[Saved entries]
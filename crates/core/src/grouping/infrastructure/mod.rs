pub mod pearson_scorer;
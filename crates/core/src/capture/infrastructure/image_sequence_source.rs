use std::collections::VecDeque;
use std::path::{Path, PathBuf};

use crate::capture::domain::frame_source::FrameSource;
use crate::shared::constants::IMAGE_EXTENSIONS;
use crate::shared::frame::Frame;
use crate::shared::stream_info::StreamInfo;

/// Serves a sorted directory of still images as a finite frame stream.
///
/// Offline stand-in for a capture device: useful for tests, demos, and
/// replaying saved footage frame dumps.
pub struct ImageSequenceSource {
    pending: VecDeque<PathBuf>,
    next_index: usize,
}

impl ImageSequenceSource {
    pub fn new() -> Self {
        Self {
            pending: VecDeque::new(),
            next_index: 0,
        }
    }
}

impl Default for ImageSequenceSource {
    fn default() -> Self {
        Self::new()
    }
}

fn is_image(path: &Path) -> bool {
    path.extension()
        .and_then(|ext| ext.to_str())
        .map(|ext| IMAGE_EXTENSIONS.contains(&ext.to_lowercase().as_str()))
        .unwrap_or(false)
}

impl FrameSource for ImageSequenceSource {
    fn open(&mut self, source: &str) -> Result<StreamInfo, Box<dyn std::error::Error>> {
        let dir = Path::new(source);
        let mut paths: Vec<PathBuf> = std::fs::read_dir(dir)?
            .filter_map(|entry| entry.ok().map(|e| e.path()))
            .filter(|p| p.is_file() && is_image(p))
            .collect();
        paths.sort();

        if paths.is_empty() {
            return Err(format!("no image files in {}", dir.display()).into());
        }

        // Probe the first image for stream dimensions.
        let first = image::open(&paths[0])?.to_rgb8();

        self.pending = paths.into();
        self.next_index = 0;

        Ok(StreamInfo {
            width: first.width(),
            height: first.height(),
            fps: 0.0,
            source: Some(source.to_string()),
        })
    }

    fn next_frame(&mut self) -> Result<Option<Frame>, Box<dyn std::error::Error>> {
        let Some(path) = self.pending.pop_front() else {
            return Ok(None);
        };
        let img = image::open(&path)?.to_rgb8();
        let frame = Frame::from_rgb_image(&img, self.next_index);
        self.next_index += 1;
        Ok(Some(frame))
    }

    fn close(&mut self) {
        self.pending.clear();
    }
}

▸ **Assignment**:
Word for word, output the records that appear above.

▸ **Task solution**:
filename crates/core/src/grouping/infrastructure/mod.rs
pub mod pearson_scorer;
filename crates/core/src/capture/infrastructure/image_sequence_source.rs
use std::collections::VecDeque;
use std::path::{Path, PathBuf};

use crate::capture::domain::frame_source::FrameSource;
use crate::shared::constants::IMAGE_EXTENSIONS;
use crate::shared::frame::Frame;
use crate::shared::stream_info::StreamInfo;

/// Serves a sorted directory of still images as a finite frame stream.
///
/// Offline stand-in for a capture device: useful for tests, demos, and
/// replaying saved footage frame dumps.
pub struct ImageSequenceSource {
    pending: VecDeque<PathBuf>,
    next_index: usize,
}

impl ImageSequenceSource {
    pub fn new() -> Self {
        Self {
            pending: VecDeque::new(),
            next_index: 0,
        }
    }
}

impl Default for ImageSequenceSource {
    fn default() -> Self {
        Self::new()
    }
}

fn is_image(path: &Path) -> bool {
    path.extension()
        .and_then(|ext| ext.to_str())
        .map(|ext| IMAGE_EXTENSIONS.contains(&ext.to_lowercase().as_str()))
        .unwrap_or(false)
}

impl FrameSource for ImageSequenceSource {
    fn open(&mut self, source: &str) -> Result<StreamInfo, Box<dyn std::error::Error>> {
        let dir = Path::new(source);
        let mut paths: Vec<PathBuf> = std::fs::read_dir(dir)?
            .filter_map(|entry| entry.ok().map(|e| e.path()))
            .filter(|p| p.is_file() && is_image(p))
            .collect();
        paths.sort();

        if paths.is_empty() {
            return Err(format!("no image files in {}", dir.display()).into());
        }

        // Probe the first image for stream dimensions.
        let first = image::open(&paths[0])?.to_rgb8();

        self.pending = paths.into();
        self.next_index = 0;

        Ok(StreamInfo {
            width: first.width(),
            height: first.height(),
            fps: 0.0,
            source: Some(source.to_string()),
        })
    }

    fn next_frame(&mut self) -> Result<Option<Frame>, Box<dyn std::error::Error>> {
        let Some(path) = self.pending.pop_front() else {
            return Ok(None);
        };
        let img = image::open(&path)?.to_rgb8();
        let frame = Frame::from_rgb_image(&img, self.next_index);
        self.next_index += 1;
        Ok(Some(frame))
    }

    fn close(&mut self) {
        self.pending.clear();
    }
}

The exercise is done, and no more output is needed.